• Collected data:
Start of Block
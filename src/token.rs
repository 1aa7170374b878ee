//! Module for the tokens of the JSON-like token grammar
//!
//! A [`TokenReader`](crate::reader::TokenReader) reports the current token as a [`TokenType`]
//! together with an optional [`TokenValue`].

use crate::bson::Guid;

/// Type of a token
///
/// This is the JSON token set extended by [`Undefined`](TokenType::Undefined),
/// [`Date`](TokenType::Date) and [`Bytes`](TokenType::Bytes), which the native format can
/// express directly.
#[derive(PartialEq, Eq, Hash, Clone, Copy, strum::Display, Debug)]
pub enum TokenType {
    /// No token has been read yet
    None,
    /// Start of an object: `{`
    StartObject,
    /// End of an object: `}`
    EndObject,
    /// Start of an array: `[`
    StartArray,
    /// End of an array: `]`
    EndArray,
    /// Name of an object property
    PropertyName,
    /// String value
    String,
    /// Integral number value
    Integer,
    /// Floating point number value
    Float,
    /// Boolean value
    Boolean,
    /// `null`
    Null,
    /// `undefined`
    Undefined,
    /// Date value
    Date,
    /// Binary value
    Bytes,
    /// The end of the input has been reached
    EndOfStream,
}

impl TokenType {
    /// Whether this is the start of an object or an array
    pub fn is_start_token(&self) -> bool {
        matches!(self, TokenType::StartObject | TokenType::StartArray)
    }

    /// Whether this is the end of an object or an array
    pub fn is_end_token(&self) -> bool {
        matches!(self, TokenType::EndObject | TokenType::EndArray)
    }

    /// Whether this is a scalar value token
    pub fn is_scalar(&self) -> bool {
        matches!(
            self,
            TokenType::String
                | TokenType::Integer
                | TokenType::Float
                | TokenType::Boolean
                | TokenType::Null
                | TokenType::Undefined
                | TokenType::Date
                | TokenType::Bytes
        )
    }
}

/// Value of a token
///
/// Which variants occur for which [`TokenType`]:
/// - [`PropertyName`](TokenType::PropertyName), [`String`](TokenType::String): `String`
/// - [`Integer`](TokenType::Integer): `Integer`
/// - [`Float`](TokenType::Float): `Float`
/// - [`Boolean`](TokenType::Boolean): `Boolean`
/// - [`Date`](TokenType::Date): `DateTime`, or `Integer` with the milliseconds since the
///   Unix epoch when the date is outside of the range of [`chrono::DateTime`]
/// - [`Bytes`](TokenType::Bytes): `Bytes` or `Guid`
///
/// All other token types have no value.
#[derive(PartialEq, Clone, Debug)]
pub enum TokenValue {
    /// String, or the name of a property
    String(String),
    /// Integral number
    Integer(i64),
    /// Floating point number
    Float(f64),
    /// Boolean
    Boolean(bool),
    /// UTC date time
    DateTime(chrono::DateTime<chrono::Utc>),
    /// Binary data
    Bytes(Vec<u8>),
    /// 128-bit unique identifier
    Guid(Guid),
}

impl TokenValue {
    /// Gets the string if this is a string value
    pub fn as_str(&self) -> Option<&str> {
        match self {
            TokenValue::String(s) => Some(s),
            _ => None,
        }
    }

    /// Gets the number if this is an integral value
    pub fn as_i64(&self) -> Option<i64> {
        match self {
            TokenValue::Integer(i) => Some(*i),
            _ => None,
        }
    }

    /// Gets the bytes of a binary value; for a GUID the bytes in standard order
    pub fn to_bytes(&self) -> Option<Vec<u8>> {
        match self {
            TokenValue::Bytes(bytes) => Some(bytes.clone()),
            TokenValue::Guid(guid) => Some(guid.bytes().to_vec()),
            _ => None,
        }
    }
}

#[cfg(test)]
mod tests {
    use super::*;

    #[test]
    fn token_type_categories() {
        assert!(TokenType::StartArray.is_start_token());
        assert!(!TokenType::EndArray.is_start_token());
        assert!(TokenType::EndObject.is_end_token());
        assert!(TokenType::Undefined.is_scalar());
        assert!(!TokenType::PropertyName.is_scalar());
        assert!(!TokenType::None.is_scalar());
        assert_eq!("StartObject", TokenType::StartObject.to_string());
    }

    #[test]
    fn value_accessors() {
        assert_eq!(Some("a"), TokenValue::String("a".to_owned()).as_str());
        assert_eq!(None, TokenValue::Integer(1).as_str());
        assert_eq!(Some(1), TokenValue::Integer(1).as_i64());
        let guid = Guid::from_bytes([1; 16]);
        assert_eq!(Some(vec![1; 16]), TokenValue::Guid(guid).to_bytes());
        assert_eq!(Some(vec![2]), TokenValue::Bytes(vec![2]).to_bytes());
    }
}
//! Common library module for integration tests
//!
//! The token reader and writer here are built on top of serde_json's `Value` and know nothing
//! about native values, like a consumer of the token API which is unaware of the adapters.
//!
//! **Important:** This code is only for integration test and demonstration purposes;
//! it is not intended to be used in production code.
// See https://doc.rust-lang.org/book/ch11-03-test-organization.html#submodules-in-integration-tests

// Not every test file uses every item
#![allow(dead_code)]

use base64::{prelude::BASE64_STANDARD, Engine};
use bson_token_adapter::{
    bson::Guid,
    reader::{ReaderError, TokenReader},
    token::{TokenType, TokenValue},
    writer::{TokenWriter, WriterError},
};
use chrono::SecondsFormat;
use serde_json::{Map, Number, Value};

type Token = (TokenType, Option<TokenValue>);

/// Reads all tokens of the reader, starting after its current token
pub fn read_all_tokens(reader: &mut impl TokenReader) -> Result<Vec<Token>, ReaderError> {
    let mut tokens = Vec::new();
    while reader.read()? {
        tokens.push((reader.token_type(), reader.value().cloned()));
    }
    Ok(tokens)
}

/// [`TokenReader`] over a `serde_json::Value`
pub struct JsonValueReader {
    tokens: Vec<Token>,
    position: Option<usize>,
    depth: usize,
    is_closed: bool,
}

fn push_tokens(value: &Value, tokens: &mut Vec<Token>) {
    match value {
        Value::Null => tokens.push((TokenType::Null, None)),
        Value::Bool(b) => tokens.push((TokenType::Boolean, Some(TokenValue::Boolean(*b)))),
        Value::Number(n) => tokens.push(match n.as_i64() {
            Some(i) => (TokenType::Integer, Some(TokenValue::Integer(i))),
            None => (
                TokenType::Float,
                Some(TokenValue::Float(n.as_f64().unwrap())),
            ),
        }),
        Value::String(s) => tokens.push((TokenType::String, Some(TokenValue::String(s.clone())))),
        Value::Array(array) => {
            tokens.push((TokenType::StartArray, None));
            for item in array {
                push_tokens(item, tokens);
            }
            tokens.push((TokenType::EndArray, None));
        }
        Value::Object(object) => {
            tokens.push((TokenType::StartObject, None));
            for (name, member_value) in object {
                tokens.push((
                    TokenType::PropertyName,
                    Some(TokenValue::String(name.clone())),
                ));
                push_tokens(member_value, tokens);
            }
            tokens.push((TokenType::EndObject, None));
        }
    }
}

impl JsonValueReader {
    pub fn new(value: &Value) -> Self {
        let mut tokens = Vec::new();
        push_tokens(value, &mut tokens);
        JsonValueReader {
            tokens,
            position: None,
            depth: 0,
            is_closed: false,
        }
    }

    fn current(&self) -> Option<&Token> {
        self.position.and_then(|position| self.tokens.get(position))
    }
}

impl TokenReader for JsonValueReader {
    fn read(&mut self) -> Result<bool, ReaderError> {
        let next = self.position.map_or(0, |position| position + 1);
        if self.is_closed || next >= self.tokens.len() {
            return Ok(false);
        }
        self.position = Some(next);
        match self.tokens[next].0 {
            TokenType::StartObject | TokenType::StartArray => self.depth += 1,
            TokenType::EndObject | TokenType::EndArray => self.depth -= 1,
            _ => {}
        }
        Ok(true)
    }

    fn token_type(&self) -> TokenType {
        self.current().map_or(TokenType::None, |token| token.0)
    }

    fn value(&self) -> Option<&TokenValue> {
        self.current().and_then(|token| token.1.as_ref())
    }

    fn depth(&self) -> usize {
        self.depth
    }

    fn close(&mut self) {
        self.is_closed = true;
    }
}

enum StackValue {
    Array(Vec<Value>),
    Object(Map<String, Value>),
}

/// Container being built, with the member name it has in its enclosing object
struct StackEntry {
    name: Option<String>,
    value: StackValue,
}

/// [`TokenWriter`] building a `serde_json::Value`
///
/// It has no native sink, so native values are written to it as extended objects.
pub struct JsonValueWriter {
    stack: Vec<StackEntry>,
    pending_name: Option<String>,
    final_value: Option<Value>,
}

impl JsonValueWriter {
    pub fn new() -> Self {
        JsonValueWriter {
            stack: Vec::new(),
            pending_name: None,
            final_value: None,
        }
    }

    pub fn into_value(self) -> Option<Value> {
        self.final_value
    }

    fn start_container(&mut self, value: StackValue) {
        // The name belongs to the enclosing object, nested members must not overwrite it
        let name = self.pending_name.take();
        self.stack.push(StackEntry { name, value });
    }

    fn add_value(&mut self, value: Value) -> Result<(), WriterError> {
        let name = self.pending_name.take();
        self.add_named_value(name, value)
    }

    fn add_named_value(&mut self, name: Option<String>, value: Value) -> Result<(), WriterError> {
        match self.stack.last_mut().map(|entry| &mut entry.value) {
            Some(StackValue::Array(array)) => array.push(value),
            Some(StackValue::Object(object)) => {
                let name = name.expect("Incorrect writer usage: Member name is expected");
                object.insert(name, value);
            }
            None => {
                if self.final_value.is_some() {
                    panic!("Incorrect writer usage: Top-level value has already been written")
                }
                self.final_value = Some(value);
            }
        }
        Ok(())
    }
}

fn unsupported(operation: &'static str) -> Result<(), WriterError> {
    Err(WriterError::Unsupported { operation })
}

impl TokenWriter for JsonValueWriter {
    fn write_start_object(&mut self) -> Result<(), WriterError> {
        self.start_container(StackValue::Object(Map::new()));
        Ok(())
    }

    fn write_end_object(&mut self) -> Result<(), WriterError> {
        match self.stack.pop() {
            Some(StackEntry {
                name,
                value: StackValue::Object(object),
            }) => self.add_named_value(name, Value::Object(object)),
            _ => panic!("Incorrect writer usage: Cannot end object; not inside object"),
        }
    }

    fn write_start_array(&mut self) -> Result<(), WriterError> {
        self.start_container(StackValue::Array(Vec::new()));
        Ok(())
    }

    fn write_end_array(&mut self) -> Result<(), WriterError> {
        match self.stack.pop() {
            Some(StackEntry {
                name,
                value: StackValue::Array(array),
            }) => self.add_named_value(name, Value::Array(array)),
            _ => panic!("Incorrect writer usage: Cannot end array; not inside array"),
        }
    }

    fn write_property_name(&mut self, name: &str) -> Result<(), WriterError> {
        self.pending_name = Some(name.to_owned());
        Ok(())
    }

    fn write_null(&mut self) -> Result<(), WriterError> {
        self.add_value(Value::Null)
    }

    fn write_undefined(&mut self) -> Result<(), WriterError> {
        let mut object = Map::new();
        object.insert("$undefined".to_owned(), Value::Bool(true));
        self.add_value(Value::Object(object))
    }

    fn write_string(&mut self, value: &str) -> Result<(), WriterError> {
        self.add_value(Value::String(value.to_owned()))
    }

    fn write_int32(&mut self, value: i32) -> Result<(), WriterError> {
        self.add_value(Value::from(value))
    }

    fn write_int64(&mut self, value: i64) -> Result<(), WriterError> {
        self.add_value(Value::from(value))
    }

    fn write_double(&mut self, value: f64) -> Result<(), WriterError> {
        let number = Number::from_f64(value).ok_or_else(|| WriterError::InvalidValue {
            message: format!("non-finite number: {value}"),
        })?;
        self.add_value(Value::Number(number))
    }

    fn write_boolean(&mut self, value: bool) -> Result<(), WriterError> {
        self.add_value(Value::Bool(value))
    }

    fn write_date_time(&mut self, value: chrono::DateTime<chrono::Utc>) -> Result<(), WriterError> {
        self.add_value(Value::String(
            value.to_rfc3339_opts(SecondsFormat::Millis, true),
        ))
    }

    fn write_bytes(&mut self, value: &[u8]) -> Result<(), WriterError> {
        self.add_value(Value::String(BASE64_STANDARD.encode(value)))
    }

    fn write_guid(&mut self, value: Guid) -> Result<(), WriterError> {
        self.add_value(Value::String(value.to_string()))
    }

    fn write_raw(&mut self, _json: &str) -> Result<(), WriterError> {
        unsupported("raw JSON")
    }

    fn write_raw_value(&mut self, _json: &str) -> Result<(), WriterError> {
        unsupported("raw JSON value")
    }

    fn write_start_constructor(&mut self, _name: &str) -> Result<(), WriterError> {
        unsupported("constructor")
    }

    fn write_end_constructor(&mut self) -> Result<(), WriterError> {
        unsupported("constructor")
    }

    fn write_whitespace(&mut self, _whitespace: &str) -> Result<(), WriterError> {
        Ok(())
    }

    fn flush(&mut self) -> Result<(), WriterError> {
        Ok(())
    }

    fn close(&mut self) -> Result<(), WriterError> {
        Ok(())
    }
}

/// Copies all remaining tokens of the reader to the writer, looking only at the token types
/// and values like a consumer which is unaware of native values
pub fn transfer_tokens(
    reader: &mut impl TokenReader,
    writer: &mut impl TokenWriter,
) -> Result<(), Box<dyn std::error::Error>> {
    while reader.read()? {
        match (reader.token_type(), reader.value()) {
            (TokenType::StartObject, _) => writer.write_start_object()?,
            (TokenType::EndObject, _) => writer.write_end_object()?,
            (TokenType::StartArray, _) => writer.write_start_array()?,
            (TokenType::EndArray, _) => writer.write_end_array()?,
            (TokenType::PropertyName, Some(TokenValue::String(name))) => {
                writer.write_property_name(name)?
            }
            (TokenType::String, Some(TokenValue::String(s))) => writer.write_string(s)?,
            (TokenType::Integer, Some(TokenValue::Integer(i))) => writer.write_int64(*i)?,
            (TokenType::Float, Some(TokenValue::Float(f))) => writer.write_double(*f)?,
            (TokenType::Boolean, Some(TokenValue::Boolean(b))) => writer.write_boolean(*b)?,
            (TokenType::Null, _) => writer.write_null()?,
            (TokenType::Undefined, _) => writer.write_undefined()?,
            (TokenType::Date, Some(TokenValue::DateTime(date))) => writer.write_date_time(*date)?,
            (TokenType::Date, Some(TokenValue::Integer(millis))) => writer.write_int64(*millis)?,
            (TokenType::Bytes, Some(TokenValue::Bytes(bytes))) => writer.write_bytes(bytes)?,
            (TokenType::Bytes, Some(TokenValue::Guid(guid))) => writer.write_guid(*guid)?,
            (token_type, value) => {
                return Err(format!("unexpected token {token_type} with value {value:?}").into())
            }
        }
    }
    Ok(())
}
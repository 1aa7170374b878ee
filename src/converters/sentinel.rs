//! Converters for the value-less native types

use super::{extended, read_extended_object, write_native_or_extended, ExtendedKey, TokenConverter};
use crate::{
    bson::{Bson, MaxKey, MinKey, Undefined},
    reader::{ReaderError, TokenReader},
    token::TokenType,
    writer::{TokenWriter, WriterError},
};

/// Converter for the [`MinKey`] sentinel
///
/// Reads the native value or `{ "$minKey": <any> }`.
#[derive(Debug)]
pub struct MinKeyConverter;

impl TokenConverter for MinKeyConverter {
    type Value = MinKey;

    fn read_token_value<R: TokenReader + ?Sized>(
        &self,
        reader: &mut R,
    ) -> Result<Option<MinKey>, ReaderError> {
        if let Some(Bson::MinKey) = reader.native_value() {
            return Ok(Some(MinKey));
        }
        match reader.token_type() {
            TokenType::Null => Ok(None),
            TokenType::StartObject => {
                read_extended_object(reader, ExtendedKey::MinKey, extended::read_sentinel_body)?;
                Ok(Some(MinKey))
            }
            actual => Err(ReaderError::unexpected_token("min key", actual)),
        }
    }

    fn write_token_value<W: TokenWriter + ?Sized>(
        &self,
        writer: &mut W,
        value: Option<&MinKey>,
    ) -> Result<(), WriterError> {
        if value.is_none() {
            return writer.write_null();
        }
        write_native_or_extended(
            writer,
            |sink| sink.write_min_key(),
            |w, dialect| extended::write_sentinel(w, dialect, ExtendedKey::MinKey),
        )
    }
}

/// Converter for the [`MaxKey`] sentinel
///
/// Reads the native value or `{ "$maxKey": <any> }`.
#[derive(Debug)]
pub struct MaxKeyConverter;

impl TokenConverter for MaxKeyConverter {
    type Value = MaxKey;

    fn read_token_value<R: TokenReader + ?Sized>(
        &self,
        reader: &mut R,
    ) -> Result<Option<MaxKey>, ReaderError> {
        if let Some(Bson::MaxKey) = reader.native_value() {
            return Ok(Some(MaxKey));
        }
        match reader.token_type() {
            TokenType::Null => Ok(None),
            TokenType::StartObject => {
                read_extended_object(reader, ExtendedKey::MaxKey, extended::read_sentinel_body)?;
                Ok(Some(MaxKey))
            }
            actual => Err(ReaderError::unexpected_token("max key", actual)),
        }
    }

    fn write_token_value<W: TokenWriter + ?Sized>(
        &self,
        writer: &mut W,
        value: Option<&MaxKey>,
    ) -> Result<(), WriterError> {
        if value.is_none() {
            return writer.write_null();
        }
        write_native_or_extended(
            writer,
            |sink| sink.write_max_key(),
            |w, dialect| extended::write_sentinel(w, dialect, ExtendedKey::MaxKey),
        )
    }
}

/// Converter for the deprecated [`Undefined`] value
///
/// Reads an [`Undefined`](TokenType::Undefined) token or `{ "$undefined": <any> }`, and
/// writes with [`TokenWriter::write_undefined`].
#[derive(Debug)]
pub struct UndefinedConverter;

impl TokenConverter for UndefinedConverter {
    type Value = Undefined;

    fn read_token_value<R: TokenReader + ?Sized>(
        &self,
        reader: &mut R,
    ) -> Result<Option<Undefined>, ReaderError> {
        match reader.token_type() {
            TokenType::Null => Ok(None),
            TokenType::Undefined => Ok(Some(Undefined)),
            TokenType::StartObject => {
                read_extended_object(
                    reader,
                    ExtendedKey::Undefined,
                    extended::read_sentinel_body,
                )?;
                Ok(Some(Undefined))
            }
            actual => Err(ReaderError::unexpected_token("undefined", actual)),
        }
    }

    fn write_token_value<W: TokenWriter + ?Sized>(
        &self,
        writer: &mut W,
        value: Option<&Undefined>,
    ) -> Result<(), WriterError> {
        match value {
            Some(_) => writer.write_undefined(),
            None => writer.write_null(),
        }
    }
}

/// Converter for `null`
///
/// Since `null` is itself the value this converter reads, a [`Null`](TokenType::Null) token
/// is `Some(())`; every other token is a format error. Writing always writes `null`.
#[derive(Debug)]
pub struct NullConverter;

impl TokenConverter for NullConverter {
    type Value = ();

    fn read_token_value<R: TokenReader + ?Sized>(
        &self,
        reader: &mut R,
    ) -> Result<Option<()>, ReaderError> {
        match reader.token_type() {
            TokenType::Null => Ok(Some(())),
            actual => Err(ReaderError::unexpected_token("null", actual)),
        }
    }

    fn write_token_value<W: TokenWriter + ?Sized>(
        &self,
        writer: &mut W,
        _value: Option<&()>,
    ) -> Result<(), WriterError> {
        writer.write_null()
    }
}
End of Block
• WHAT THE EXERCISE ASKS:
Once you have counted the lines above containing the word "only", state that number and nothing more.

• EXPECTED ANSWER:
2